Here’s a summary of paddock view points on the Lewis/Kimi incident from last weekend: Had Hamilton followed Raikkonen through the chicane in the normal way, he would not have been close enough – or, certainly, not as close as he was – when the pair crossed the start/finish line.
Therefore, he did have an advantage. But, sorry Bill Thomas, I have yet to find anyone – of any nationality – who felt Hamilton was deliberately ‘cheating’. Cheating is when you deliberately drive someone else off the road or leave a washer out of your refuelling rig or employ a secret spring in the underfloor of your car. Hamilton was racing, rightly or wrongly carried away by an intense battle which the excellent on board film on this site shows all too well.

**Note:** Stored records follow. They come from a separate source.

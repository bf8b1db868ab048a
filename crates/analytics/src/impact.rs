use core_types::AlignedEvent;
use core_types::numeric::{max, mean, median, min, sample_std};
use serde::Serialize;

/// Aligned events grouped by category. Groups appear in the order their
/// first member appears in the input.
#[derive(Debug, Clone, Default, PartialEq)]
pub struct EventCategories<'a> {
    pub by_event_type: Vec<(String, Vec<&'a AlignedEvent>)>,
    pub by_impact_type: Vec<(String, Vec<&'a AlignedEvent>)>,
}

/// Summary statistics of `price_change_pct` over one group of events.
#[derive(Debug, Clone, PartialEq, Serialize)]
pub struct ImpactSummary {
    pub category: String,
    pub count: usize,
    pub mean_price_change_pct: Option<f64>,
    pub median_price_change_pct: Option<f64>,
    pub std_price_change_pct: Option<f64>,
    pub max_price_change_pct: Option<f64>,
    pub min_price_change_pct: Option<f64>,
}

impl ImpactSummary {
    fn from_group(category: String, members: &[&AlignedEvent]) -> Self {
        let pct: Vec<f64> = members
            .iter()
            .filter_map(|e| e.metrics.price_change_pct)
            .collect();
        Self {
            category,
            count: members.len(),
            mean_price_change_pct: mean(&pct),
            median_price_change_pct: median(&pct),
            std_price_change_pct: sample_std(&pct),
            max_price_change_pct: max(&pct),
            min_price_change_pct: min(&pct),
        }
    }
}

pub fn categorize_events(events: &[AlignedEvent]) -> EventCategories<'_> {
    EventCategories {
        by_event_type: group_by(events, |e| e.event.event_type.as_deref()),
        by_impact_type: group_by(events, |e| e.event.impact_type.as_deref()),
    }
}

/// One `Overall` row, then one `Type: ..` row per event type and one
/// `Impact: ..` row per impact type. Empty input gives no rows.
pub fn calculate_event_impact_statistics(events: &[AlignedEvent]) -> Vec<ImpactSummary> {
    if events.is_empty() {
        return Vec::new();
    }
    let all: Vec<&AlignedEvent> = events.iter().collect();
    let categories = categorize_events(events);

    std::iter::once(ImpactSummary::from_group("Overall".to_string(), &all))
        .chain(
            categories
                .by_event_type
                .iter()
                .map(|(name, members)| ImpactSummary::from_group(format!("Type: {name}"), members)),
        )
        .chain(
            categories
                .by_impact_type
                .iter()
                .map(|(name, members)| ImpactSummary::from_group(format!("Impact: {name}"), members)),
        )
        .collect()
}

fn group_by<'a, F>(events: &'a [AlignedEvent], key: F) -> Vec<(String, Vec<&'a AlignedEvent>)>
where
    F: Fn(&AlignedEvent) -> Option<&str>,
{
    let mut groups: Vec<(String, Vec<&'a AlignedEvent>)> = Vec::new();
    for event in events {
        let Some(k) = key(event) else { continue };
        match groups.iter_mut().find(|(name, _)| name == k) {
            Some((_, members)) => members.push(event),
            None => groups.push((k.to_string(), vec![event])),
        }
    }
    groups
}

#[cfg(test)]
mod tests {
    use super::*;
    use core_types::{Event, ImpactMetrics};

    fn aligned(event_type: Option<&str>, impact: Option<&str>, pct: Option<f64>) -> AlignedEvent {
        AlignedEvent {
            event: Event {
                event_type: event_type.map(str::to_string),
                impact_type: impact.map(str::to_string),
                ..Event::default()
            },
            metrics: ImpactMetrics {
                price_change_pct: pct,
                ..ImpactMetrics::default()
            },
        }
    }

    fn sample() -> Vec<AlignedEvent> {
        vec![
            aligned(Some("OPEC"), Some("Supply Shock"), Some(-10.0)),
            aligned(Some("Economic"), Some("Demand Shock"), Some(4.0)),
            aligned(Some("OPEC"), None, Some(2.0)),
            aligned(None, Some("Supply Shock"), None),
        ]
    }

    #[test]
    fn groups_in_first_appearance_order() {
        let events = sample();
        let categories = categorize_events(&events);
        let types: Vec<(&str, usize)> = categories
            .by_event_type
            .iter()
            .map(|(n, m)| (n.as_str(), m.len()))
            .collect();
        assert_eq!(types, vec![("OPEC", 2), ("Economic", 1)]);
        assert_eq!(categories.by_impact_type[0].0, "Supply Shock");
        assert_eq!(categories.by_impact_type[0].1.len(), 2);
    }

    #[test]
    fn rows_are_ordered_overall_types_impacts() {
        let rows = calculate_event_impact_statistics(&sample());
        let names: Vec<&str> = rows.iter().map(|r| r.category.as_str()).collect();
        assert_eq!(
            names,
            vec!["Overall", "Type: OPEC", "Type: Economic", "Impact: Supply Shock", "Impact: Demand Shock"]
        );

        let overall = &rows[0];
        assert_eq!(overall.count, 4);
        assert_eq!(overall.median_price_change_pct, Some(2.0));
        assert_eq!(overall.max_price_change_pct, Some(4.0));
        assert_eq!(overall.min_price_change_pct, Some(-10.0));

        // The untyped member has no percentage but still counts.
        let supply = &rows[3];
        assert_eq!(supply.count, 2);
        assert_eq!(supply.mean_price_change_pct, Some(-10.0));
        assert_eq!(supply.std_price_change_pct, None);
    }

    #[test]
    fn empty_input_has_no_rows() {
        assert!(calculate_event_impact_statistics(&[]).is_empty());
    }
}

Raikkonen made a mess of his braking into La Source.
Raikkonen appeared to attempt to damage Hamilton’s car at the apex of La Source.
Raikkonen used the run-off to his maximum advantage at Pouhon and nothing was said.
Raikkonen re-took the lead, so any advantage Hamilton may have had was nullified.
How come Race Director Charlie Whiting gave McLaren two assurances that everything was okay and then changed his mind. Why did he change his mind? Who, if anyone, spoke to him? And if Whiting took a while to deliberate, then what chance has a driver in the heat of battle?
Timo Glock received a 25-second penalty for ignoring a yellow, one of motor racing’s cardinal sins and surely more serious than a driver gaining an advantage which came to nothing in any case.
In summary, Hamilton was at fault but the penalty and, worse still, its administration, was wrong and badly handled.
Max Mosley will be here tomorrow for the first F1 appearance since the News of the World sting . There is a feeling in the paddock is that the FIA president should gently back down and earn himself and the FIA much-needed positive PR. He should also count himself lucky that the Hamilton affair is more newsworthy than lingering questions about time spent in Chelsea basements.